Metadata-Version: 2.4
Name: Rhapso
Version: 0.3.1
Summary: A python package for aligning and stitching light sheet fluorescence microscopy images
Author: ND
Author-email: sean.fite@alleninstitute.org
Project-URL: Source, https://github.com/AllenNeuralDynamics/Rhapso
Project-URL: Roadmap, https://github.com/AllenNeuralDynamics/Rhapso/issues
Classifier: Development Status :: 3 - Alpha
Classifier: Intended Audience :: Developers
Classifier: Natural Language :: English
Classifier: Programming Language :: Python :: 3.10
Classifier: Operating System :: OS Independent
Requires-Python: >=3.10
Description-Content-Type: text/markdown
License-File: LICENSE
Requires-Dist: pandas
Requires-Dist: dask[array]==2024.12.1
Requires-Dist: zarr==2.18.3
Requires-Dist: scipy==1.13.1
Requires-Dist: scikit-image
Requires-Dist: bioio==1.3.0
Requires-Dist: bioio-tifffile==1.0.0
Requires-Dist: tifffile==2025.1.10
Requires-Dist: dask-image==2024.5.3
Requires-Dist: boto3==1.35.92
Requires-Dist: numcodecs==0.13.1
Requires-Dist: matplotlib==3.10.0
Requires-Dist: memory-profiler==0.61.0
Requires-Dist: s3fs==2024.12.0
Requires-Dist: scikit-learn
Requires-Dist: click==8.2.1
Requires-Dist: ome-zarr
Dynamic: author
Dynamic: author-email
Dynamic: classifier
Dynamic: description
Dynamic: description-content-type
Dynamic: license-file
Dynamic: project-url
Dynamic: requires-dist
Dynamic: requires-python
Dynamic: summary

# Rhapso

This is the official code base for **Rhapso**, a modular Python toolkit for stitching (alignment and fusion) large-scale microscopy datasets. 

[![License](https://img.shields.io/badge/license-MIT-brightgreen)](LICENSE)
[![Python Version](https://img.shields.io/badge/python-3.10-blue.svg)](https://www.python.org/downloads/release/python-3100/)
[![Documentation](https://img.shields.io/badge/docs-wiki-blue)](https://github.com/AllenNeuralDynamics/Rhapso/wiki)
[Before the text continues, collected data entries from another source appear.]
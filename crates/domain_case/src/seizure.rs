//! Property seizures taken into custody under a violation
//!
//! Release metadata (date, authorizing user, reason) is only ever written on
//! the transition from `stored` into one of the disposal statuses.

use chrono::{DateTime, Utc};
use serde::{Deserialize, Serialize};

use core_kernel::{Amount, CoreError, DateWindow, SeizureId, UserId, ViolationId};
use crate::changes::{ChangeSet, EntityUpdate, Patched};
use crate::validation;

domain_enum! {
    /// Kind of item seized
    SeizureCategory, "item_category" {
        Vehicle => "vehicle",
        Documents => "documents",
        Contraband => "contraband",
        Weapon => "weapon",
        Currency => "currency",
        Other => "other",
    }
}

domain_enum! {
    /// Custody status of a seized item
    SeizureStatus, "status" {
        Stored => "stored",
        Released => "released",
        Destroyed => "destroyed",
        Auctioned => "auctioned",
        Pending => "pending",
    }
}

impl SeizureStatus {
    /// Statuses that end custody and carry release metadata
    pub fn is_disposal(&self) -> bool {
        matches!(
            self,
            SeizureStatus::Released | SeizureStatus::Destroyed | SeizureStatus::Auctioned
        )
    }
}

impl Default for SeizureStatus {
    fn default() -> Self {
        SeizureStatus::Stored
    }
}

/// A persisted seizure record
#[derive(Debug, Clone, PartialEq, Serialize, Deserialize)]
pub struct Seizure {
    pub id: SeizureId,
    pub seizure_number: String,
    pub violation_id: ViolationId,
    pub item_description: String,
    pub item_quantity: i64,
    pub item_category: SeizureCategory,
    pub estimated_value: Option<Amount>,
    pub serial_number: Option<String>,
    pub storage_location: Option<String>,
    pub officer_id: UserId,
    pub seizure_date: DateTime<Utc>,
    pub release_date: Option<DateTime<Utc>>,
    pub release_authorized_by: Option<UserId>,
    pub release_reason: Option<String>,
    pub status: SeizureStatus,
    pub condition_notes: Option<String>,
    pub photo_evidence_urls: Vec<String>,
    pub created_at: DateTime<Utc>,
    pub updated_at: DateTime<Utc>,
}

impl Seizure {
    pub fn value_or_zero(&self) -> Amount {
        self.estimated_value.unwrap_or_else(Amount::zero)
    }
}

/// Data for recording a seizure against an existing violation
#[derive(Debug, Clone, PartialEq)]
pub struct NewSeizure {
    pub seizure_number: String,
    pub violation_id: ViolationId,
    pub item_description: String,
    pub item_quantity: i64,
    pub item_category: SeizureCategory,
    pub officer_id: UserId,
    pub seizure_date: DateTime<Utc>,
    pub estimated_value: Option<Amount>,
    pub serial_number: Option<String>,
    pub storage_location: Option<String>,
    pub condition_notes: Option<String>,
    pub photo_evidence_urls: Vec<String>,
}

impl NewSeizure {
    pub fn validate(&self) -> Result<(), CoreError> {
        validation::require_text("seizure_number", &self.seizure_number)?;
        validation::require_text("item_description", &self.item_description)?;
        if self.item_quantity < 1 {
            return Err(CoreError::validation("item_quantity", "must be at least 1"));
        }
        validation::non_negative_amount("estimated_value", self.estimated_value)?;
        Ok(())
    }
}

/// Allow-listed mutable seizure fields
#[derive(Debug, Clone, Default, PartialEq, Serialize, Deserialize)]
pub struct SeizureUpdate {
    pub item_description: Option<String>,
    pub item_quantity: Option<i64>,
    pub item_category: Option<SeizureCategory>,
    pub estimated_value: Option<Amount>,
    pub serial_number: Option<String>,
    pub storage_location: Option<String>,
    pub status: Option<SeizureStatus>,
    pub condition_notes: Option<String>,
    pub release_date: Option<DateTime<Utc>>,
    pub release_reason: Option<String>,
    pub release_authorized_by: Option<UserId>,
    pub photo_evidence_urls: Option<Vec<String>>,
}

impl SeizureUpdate {
    fn first_release_field(&self) -> Option<&'static str> {
        if self.release_date.is_some() {
            Some("release_date")
        } else if self.release_authorized_by.is_some() {
            Some("release_authorized_by")
        } else if self.release_reason.is_some() {
            Some("release_reason")
        } else {
            None
        }
    }
}

impl EntityUpdate<Seizure> for SeizureUpdate {
    fn is_empty(&self) -> bool {
        *self == Self::default()
    }

    fn apply(&self, current: &Seizure, now: DateTime<Utc>) -> Result<Patched<Seizure>, CoreError> {
        let mut record = current.clone();
        let mut changes = ChangeSet::new();

        let entering_disposal = match self.status {
            Some(target) if target.is_disposal() && target != current.status => {
                if current.status != SeizureStatus::Stored {
                    return Err(CoreError::validation(
                        "status",
                        format!("cannot move a {} item to {}; only stored items can be disposed of", current.status, target),
                    ));
                }
                true
            }
            _ => false,
        };

        if let Some(field) = self.first_release_field() {
            if !entering_disposal {
                return Err(CoreError::validation(
                    field,
                    "release details are only recorded on a stored to released/destroyed/auctioned transition",
                ));
            }
        }

        if let Some(description) = &self.item_description {
            validation::require_text("item_description", description)?;
            changes.set("item_description", &mut record.item_description, description.clone());
        }
        if let Some(quantity) = self.item_quantity {
            if quantity < 1 {
                return Err(CoreError::validation("item_quantity", "must be at least 1"));
            }
            changes.set("item_quantity", &mut record.item_quantity, quantity);
        }
        if let Some(category) = self.item_category {
            changes.set("item_category", &mut record.item_category, category);
        }
        validation::non_negative_amount("estimated_value", self.estimated_value)?;
        changes.set_some("estimated_value", &mut record.estimated_value, self.estimated_value);
        changes.set_some("serial_number", &mut record.serial_number, self.serial_number.clone());
        changes.set_some("storage_location", &mut record.storage_location, self.storage_location.clone());
        changes.set_some("condition_notes", &mut record.condition_notes, self.condition_notes.clone());
        if let Some(urls) = &self.photo_evidence_urls {
            changes.set("photo_evidence_urls", &mut record.photo_evidence_urls, urls.clone());
        }
        if let Some(status) = self.status {
            changes.set("status", &mut record.status, status);
        }
        if entering_disposal {
            let released_at = self.release_date.unwrap_or(now);
            changes.set("release_date", &mut record.release_date, Some(released_at));
            changes.set_some("release_authorized_by", &mut record.release_authorized_by, self.release_authorized_by);
            changes.set_some("release_reason", &mut record.release_reason, self.release_reason.clone());
        }

        Ok(Patched { record, changes })
    }
}

/// Optional, conjunctive filters for listing seizures
#[derive(Debug, Clone, Default, PartialEq, Serialize, Deserialize)]
pub struct SeizureFilter {
    pub violation_id: Option<ViolationId>,
    pub status: Option<SeizureStatus>,
    pub item_category: Option<SeizureCategory>,
    pub officer_id: Option<UserId>,
    /// Applied to `seizure_date`
    #[serde(default)]
    pub window: DateWindow,
}

impl SeizureFilter {
    pub fn within(window: DateWindow) -> Self {
        Self {
            window,
            ..Self::default()
        }
    }
}

#[cfg(test)]
mod tests {
    use super::*;
    use rust_decimal_macros::dec;

    fn stored_vehicle() -> Seizure {
        let now = Utc::now();
        Seizure {
            id: SeizureId::new(1),
            seizure_number: "S-0001".into(),
            violation_id: ViolationId::new(1),
            item_description: "Grey sedan".into(),
            item_quantity: 1,
            item_category: SeizureCategory::Vehicle,
            estimated_value: Some(Amount::new(dec!(5000))),
            serial_number: None,
            storage_location: Some("Impound lot A".into()),
            officer_id: UserId::new(1),
            seizure_date: now,
            release_date: None,
            release_authorized_by: None,
            release_reason: None,
            status: SeizureStatus::Stored,
            condition_notes: None,
            photo_evidence_urls: Vec::new(),
            created_at: now,
            updated_at: now,
        }
    }

    #[test]
    fn test_release_stamps_date_when_absent() {
        let now = Utc::now();
        let update = SeizureUpdate {
            status: Some(SeizureStatus::Released),
            release_authorized_by: Some(UserId::new(2)),
            release_reason: Some("Fine paid".into()),
            ..SeizureUpdate::default()
        };
        let patched = update.apply(&stored_vehicle(), now).unwrap();
        assert_eq!(patched.record.release_date, Some(now));
        assert_eq!(patched.record.release_authorized_by, Some(UserId::new(2)));
        assert!(patched.changes.contains("release_date"));
    }

    #[test]
    fn test_release_fields_without_transition_rejected() {
        let update = SeizureUpdate {
            release_reason: Some("Owner request".into()),
            ..SeizureUpdate::default()
        };
        let err = update.apply(&stored_vehicle(), Utc::now()).unwrap_err();
        assert_eq!(err.field(), Some("release_reason"));
    }

    #[test]
    fn test_pending_item_cannot_be_auctioned() {
        let mut seizure = stored_vehicle();
        seizure.status = SeizureStatus::Pending;
        let update = SeizureUpdate {
            status: Some(SeizureStatus::Auctioned),
            ..SeizureUpdate::default()
        };
        assert_eq!(update.apply(&seizure, Utc::now()).unwrap_err().field(), Some("status"));
    }

    #[test]
    fn test_pending_to_stored_allowed() {
        let mut seizure = stored_vehicle();
        seizure.status = SeizureStatus::Pending;
        let update = SeizureUpdate {
            status: Some(SeizureStatus::Stored),
            ..SeizureUpdate::default()
        };
        let patched = update.apply(&seizure, Utc::now()).unwrap();
        assert_eq!(patched.record.status, SeizureStatus::Stored);
        assert!(patched.record.release_date.is_none());
    }

    #[test]
    fn test_zero_quantity_rejected() {
        let update = SeizureUpdate {
            item_quantity: Some(0),
            ..SeizureUpdate::default()
        };
        assert!(update.apply(&stored_vehicle(), Utc::now()).is_err());
    }
}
> Rhapso is published on PyPI and developed by the Allen Institute.

<br>

## Table of Contents
- [Summary](#summary)
- [Contact](#contact)
- [Supported Features](#supported-features)
- [Performance](#performance)
- [Layout](#layout)
- [Installation](#installation)
- [How To Start](#how-to-start)
- [Try Rhapso on Sample Data](#try-rhapso-on-sample-data)
- [Ray](#ray)
- [Run Locally w/ Ray](#run-locally-with-ray)
- [Run on AWS Cluster w/ Ray](#run-on-aws-cluster-with-ray)
- [Access Ray Dashboard](#access-ray-dashboard)
- [Parameters](#parameters)
- [Tuning Guide](#tuning-guide)
- [Build Package](#build-package)
  - [Using the Built `.whl` File](#using-the-built-whl-file)

---

## Summary
Rhapso is a set of Python components used to register, align, and fuse large-scale images. Its stateless components can run on a single machine or scale out across cloud-based clusters. 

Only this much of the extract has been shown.